The record was praised as "art song at a high-water mark of invention"  and for its "emotional directness and stylistic unpredictability." The Journal of Singing called "The Dark-Eyed Chameleon" cycle "captivating and important," adding that it "holds its own" with some of the most revered tragic cycles of Schubert, Schumann and Mahler.

In March 2016, Delos Productions released the double-CD package Home Is A Harbor — consisting of Abel's first opera (of the same name) and the song cycle "The Palm Trees are Restless", a setting of verses by Los Angeles poet Kate Gale. The cycle marked the beginning of a series of collaborations by Abel with Grammy-winning soprano Hila Plitmann.

Gramophone (magazine) commented “Abel employs a colorful blend of styles … (that) serve the emotional nature of each work to bracing and poignant effect. Abel’s lucid narrative and vibrant vocal lines, combined with telling orchestrations for a chamber ensemble, make (“Harbor”) an affecting experience. The brilliant soprano Hila Plitmann manages every leap and switch of emotional gears (in “Palm Trees”) with fearless commitment, and pianist Tali Tadmor matches her in power and subtlety.”

Richard Sininger of American Record Guide wrote that the recording showed Abel to be “at the forefront of (California's) musical life.”

Plitmann and Tadmor gave the world premiere of “The Palm Trees Are Restless” on Oct. 1, 2016, at the Boston Court Performing Arts Center in Pasadena, Ca. Plitmann has continued her support of Abel's music since then, premiering another Abel-Gale collaboration, the concert aria “Those Who Loved Medusa,” at a Dec. 10, 2017, concert at The Broad Stage in Santa Monica. Several months later, Plitmann was featured in a film dramatization of “Medusa” made by videographer Tempe Hale.

Plitmann recorded that piece and two other Abel works – “In the Rear View Mirror, Now” and “The Benediction” – for the composer's fourth Delos release, Time and Distance, which appeared in March 2018. The album also includes two pieces written for mezzo-soprano Janelle DeStefano  – the song cycle “The Ocean of Forgiveness,” a setting of poems by Joanne Regenhardt, and “The Invocation.” The “Ocean” cycle took the Honorable Mention in the 2018 Art Song Competition held by the National Association of Teachers of Singing.

Time and Distance was well received by music writers.
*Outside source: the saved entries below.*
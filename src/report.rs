use chrono::NaiveDate;
use std::fs;
use std::path::{Path, PathBuf};
use tracing::{debug, info, instrument};

use crate::document::{DailyDocument, DailyHeader};
use crate::record::{self, MeasurementRecord};
use crate::report_error::ReportError;
use crate::scanner;
use crate::series::{MonthlySeries, SeriesBuilder};
use crate::template::DailyTemplate;
use crate::writer;

/// Caller-supplied report parameters
#[derive(Debug, Clone)]
pub struct ReportOptions {
    pub contract: String,
    pub company_name: String,
    /// Meter serial; when blank the serial found in the export is used
    pub meter: Option<String>,
    /// Multiplier applied to every P+ reading
    pub coefficient: f64,
    /// Directory under which the `80020-MM-YYYY` folder is created
    pub output_root: PathBuf,
}

impl Default for ReportOptions {
    fn default() -> Self {
        Self {
            contract: String::new(),
            company_name: String::new(),
            meter: None,
            coefficient: 1.0,
            output_root: PathBuf::from("."),
        }
    }
}

/// Result of a completed run
#[derive(Debug, Clone, PartialEq)]
pub struct RunSummary {
    /// Sum of every placed value after the coefficient, kWh
    pub total: f64,
    /// Number of measurement records read from the export
    pub values: usize,
    pub days_written: u32,
    pub output_dir: PathBuf,
}

/// One month of meter data ready to be written out as daily 80020 files
#[derive(Debug, Clone)]
pub struct MeterReport {
    pub contract: String,
    pub company_name: String,
    pub meter: String,
    pub coefficient: f64,
    pub output_root: PathBuf,
    pub series: MonthlySeries,
}

impl MeterReport {
    /// Read and parse a console export from disk.
    #[instrument(skip(path, options), fields(path = %path.display()))]
    pub fn from_file(path: &Path, options: ReportOptions) -> Result<Self, ReportError> {
        let data = fs::read(path).map_err(|source| ReportError::Unreadable {
            path: path.to_path_buf(),
            source,
        })?;
        Self::from_bytes(&data, options)
    }

    /// Parse a console export already held in memory.
    pub fn from_bytes(data: &[u8], options: ReportOptions) -> Result<Self, ReportError> {
        let (records, scanned_meter) = parse_export(data)?;
        let series = MonthlySeries::from_records(records)?;

        let meter = match options.meter {
            Some(m) if !m.trim().is_empty() => m,
            _ => scanned_meter.unwrap_or_default(),
        };

        info!(
            "Loaded {} records for {:02}.{} starting day {} hour {}, meter '{}'",
            series.records.len(),
            series.month,
            series.year,
            series.first_day,
            series.first_hour,
            meter
        );

        Ok(Self {
            contract: options.contract,
            company_name: options.company_name,
            meter,
            coefficient: options.coefficient,
            output_root: options.output_root,
            series,
        })
    }

    /// Write one document per calendar day of the month.
    ///
    /// Stops at the first failing day; files already written are left in place.
    #[instrument(skip(self, template), fields(contract = %self.contract))]
    pub fn run(&self, template: &DailyTemplate) -> Result<RunSummary, ReportError> {
        let series = &self.series;
        if series.days_in_month == 0 {
            return Err(ReportError::Configuration(
                "a month cannot have zero days".to_string(),
            ));
        }

        let dir = writer::ensure_report_dir(&self.output_root, series.month, series.year)?;
        let mut builder = SeriesBuilder::new(series, self.coefficient);

        for day in 1..=series.days_in_month {
            let date = NaiveDate::from_ymd_opt(series.year, series.month, day).ok_or_else(|| {
                ReportError::Configuration(format!(
                    "invalid date {}-{:02}-{:02}",
                    series.year, series.month, day
                ))
            })?;

            let grid = builder.day_grid(day);
            let header = DailyHeader::new(date, &self.contract, &self.company_name, &self.meter);
            let document = DailyDocument::build(header, &grid)?;
            writer::write_day(&dir, &document.header, &template.render(&document))?;
        }

        let summary = RunSummary {
            total: builder.total(),
            values: series.records.len(),
            days_written: series.days_in_month,
            output_dir: dir,
        };
        info!(
            "Wrote {} daily files to {}, total {:.2} kWh from {} values ({} placed)",
            summary.days_written,
            summary.output_dir.display(),
            summary.total,
            summary.values,
            builder.consumed()
        );
        Ok(summary)
    }
}

/// Scan an export and assemble its measurement records.
pub fn parse_export(data: &[u8]) -> Result<(Vec<MeasurementRecord>, Option<String>), ReportError> {
    let scanned = scanner::scan(data)?;
    let records = record::assemble(scanned.values)?;
    debug!("Parsed {} records from export", records.len());
    Ok((records, scanned.meter))
}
Laurence Vittes of Gramophone praised Abel's “marriages of subtly charged music with an eclectic modernist twist to emotionally provocative, introspective texts.”  Gregory Berg of The Journal of Singing called Abel “a composer with bold and ambitious ideas and the resourcefulness to nearly always bring those ideas to full and effective fruition. His latest collection … marks a new level of excellence we have not seen before.” 

Theodore Bell of CultureSpot LA wrote: “The collection has a unique L.A. sound and attitude … .  Abel’s settings fuse chamber and contemporary styles seamlessly together to achieve a spacious feel with only a small ensemble.”  Huntley Dent of Fanfare observed: “Few current songwriters rival Abel’s intriguing texts and their reach into so many psychological and cultural issues. Meaning and melody go hand in hand in a very contemporary way, which I truly admire.” 

Enthused Joseph Newsome of Voix-des-Arts: “Too plentiful to enumerate are the passages in this music that are so wrenchingly private that they may compel the listener to ask, ‘How can this man whom I have never met know so much about my life?’ This intuition, uncanny and unifying, is the foundation of Abel's unique musical language and the quality that makes Time and Distance a disc that severs new veins of raw emotion each time that it is heard.” 

Abel shifted focus for his fifth Delos release, The Cave of Wondrous Voice, offering a program dominated by chamber music. Three American masters of the idiom – David Shifrin, Fred Sherry, and Carol Rosenberger – introduce Abel’s Clarinet Trio and “Intuition’s Dance,” while German violinist Sabrina-Vivian Höpcker and young American pianist Dominic Cheli perform “The Elastic Hours.” Hila Plitmann makes her fifth traversal of an Abel work in the song cycle “Four Poems of Marina Tsvetaeva,” accompanied by Rosenberger and English hornist Sarah Beck. The piece is the first setting of the Russian poet in English, with translations by Alyssa Dinega Gillespie.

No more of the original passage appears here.